What the task asks: From the listing below, work out how many lines contain "Result". Reply with that number only.

Data for the task START

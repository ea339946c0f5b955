//! Kinds and kind unification (spec.md §4.3).

use std::collections::BTreeMap;
use std::fmt;

use serde::{Deserialize, Serialize};

use crate::error::TypeError;

/// The kind of a type expression.
#[derive(Debug, Clone, PartialEq, Serialize, Deserialize)]
pub enum Kind {
    /// `*` — the kind of types that classify values.
    Star,
    /// `k1 -> k2`, right-associative.
    Arrow(Box<Kind>, Box<Kind>),
    /// A kind unknown to be inferred.
    Variable(String),
    /// Matches any kind; used for built-ins whose kind isn't statically
    /// pinned (e.g. phantom markers).
    Wildcard,
}

impl Kind {
    pub fn arrow(from: Kind, to: Kind) -> Kind {
        Kind::Arrow(Box::new(from), Box::new(to))
    }

    /// Builds `k1 -> k2 -> ... -> *` for an n-ary higher-kinded constructor.
    pub fn arrows(arity: usize) -> Kind {
        (0..arity).fold(Kind::Star, |acc, _| Kind::arrow(Kind::Star, acc))
    }

    fn free_vars(&self, out: &mut std::collections::BTreeSet<String>) {
        match self {
            Kind::Star | Kind::Wildcard => {}
            Kind::Variable(v) => {
                out.insert(v.clone());
            }
            Kind::Arrow(a, b) => {
                a.free_vars(out);
                b.free_vars(out);
            }
        }
    }
}

impl fmt::Display for Kind {
    fn fmt(&self, f: &mut fmt::Formatter<'_>) -> fmt::Result {
        match self {
            Kind::Star => write!(f, "*"),
            Kind::Wildcard => write!(f, "_"),
            Kind::Variable(v) => write!(f, "{v}"),
            Kind::Arrow(a, b) => write!(f, "{a} -> {b}"),
        }
    }
}

/// A substitution over kind variables, built up while inferring the kinds
/// of a type expression.
#[derive(Debug, Clone, Default)]
pub struct KindSubstitution(BTreeMap<String, Kind>);

impl KindSubstitution {
    pub fn empty() -> Self {
        Self::default()
    }

    pub fn insert(&mut self, var: String, kind: Kind) {
        self.0.insert(var, kind);
    }

    pub fn apply(&self, kind: &Kind) -> Kind {
        self.apply_visiting(kind, &mut Vec::new())
    }

    fn apply_visiting(&self, kind: &Kind, visiting: &mut Vec<String>) -> Kind {
        match kind {
            Kind::Star | Kind::Wildcard => kind.clone(),
            Kind::Variable(v) => {
                if visiting.contains(v) {
                    return kind.clone();
                }
                match self.0.get(v) {
                    Some(bound) => {
                        visiting.push(v.clone());
                        let resolved = self.apply_visiting(bound, visiting);
                        visiting.pop();
                        resolved
                    }
                    None => kind.clone(),
                }
            }
            Kind::Arrow(a, b) => Kind::arrow(
                self.apply_visiting(a, visiting),
                self.apply_visiting(b, visiting),
            ),
        }
    }
}

/// Unifies two kinds, producing the substitution that makes them equal.
/// Supports kind variables and the wildcard kind (matches anything);
/// the occurs check prevents a variable from unifying with a kind that
/// contains it, which would otherwise require an infinite kind.
pub fn unify_kind(k1: &Kind, k2: &Kind) -> Result<KindSubstitution, TypeError> {
    let mut subst = KindSubstitution::empty();
    unify_kind_into(k1, k2, &mut subst)?;
    Ok(subst)
}

fn unify_kind_into(k1: &Kind, k2: &Kind, subst: &mut KindSubstitution) -> Result<(), TypeError> {
    let k1 = subst.apply(k1);
    let k2 = subst.apply(k2);
    match (&k1, &k2) {
        (Kind::Wildcard, _) | (_, Kind::Wildcard) => Ok(()),
        (Kind::Star, Kind::Star) => Ok(()),
        (Kind::Variable(v), other) | (other, Kind::Variable(v)) => {
            let mut occurs = std::collections::BTreeSet::new();
            other.free_vars(&mut occurs);
            if occurs.contains(v) && other != &Kind::Variable(v.clone()) {
                return Err(TypeError::KindMismatch {
                    expected: k1.to_string(),
                    found: k2.to_string(),
                });
            }
            if other != &Kind::Variable(v.clone()) {
                subst.insert(v.clone(), other.clone());
            }
            Ok(())
        }
        (Kind::Arrow(a1, r1), Kind::Arrow(a2, r2)) => {
            unify_kind_into(a1, a2, subst)?;
            unify_kind_into(r1, r2, subst)
        }
        _ => Err(TypeError::KindMismatch {
            expected: k1.to_string(),
            found: k2.to_string(),
        }),
    }
}

#[cfg(test)]
mod tests {
    use super::*;

    #[test]
    fn star_unifies_with_star() {
        assert!(unify_kind(&Kind::Star, &Kind::Star).is_ok());
    }

    #[test]
    fn arrow_mismatch_fails() {
        assert!(unify_kind(&Kind::Star, &Kind::arrow(Kind::Star, Kind::Star)).is_err());
    }

    #[test]
    fn wildcard_matches_anything() {
        assert!(unify_kind(&Kind::Wildcard, &Kind::arrow(Kind::Star, Kind::Star)).is_ok());
    }

    #[test]
    fn variable_binds_and_resolves() {
        let subst = unify_kind(&Kind::Variable("k".into()), &Kind::Star).expect("unifies");
        assert_eq!(subst.apply(&Kind::Variable("k".into())), Kind::Star);
    }
}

Data for the task END

Response area: 3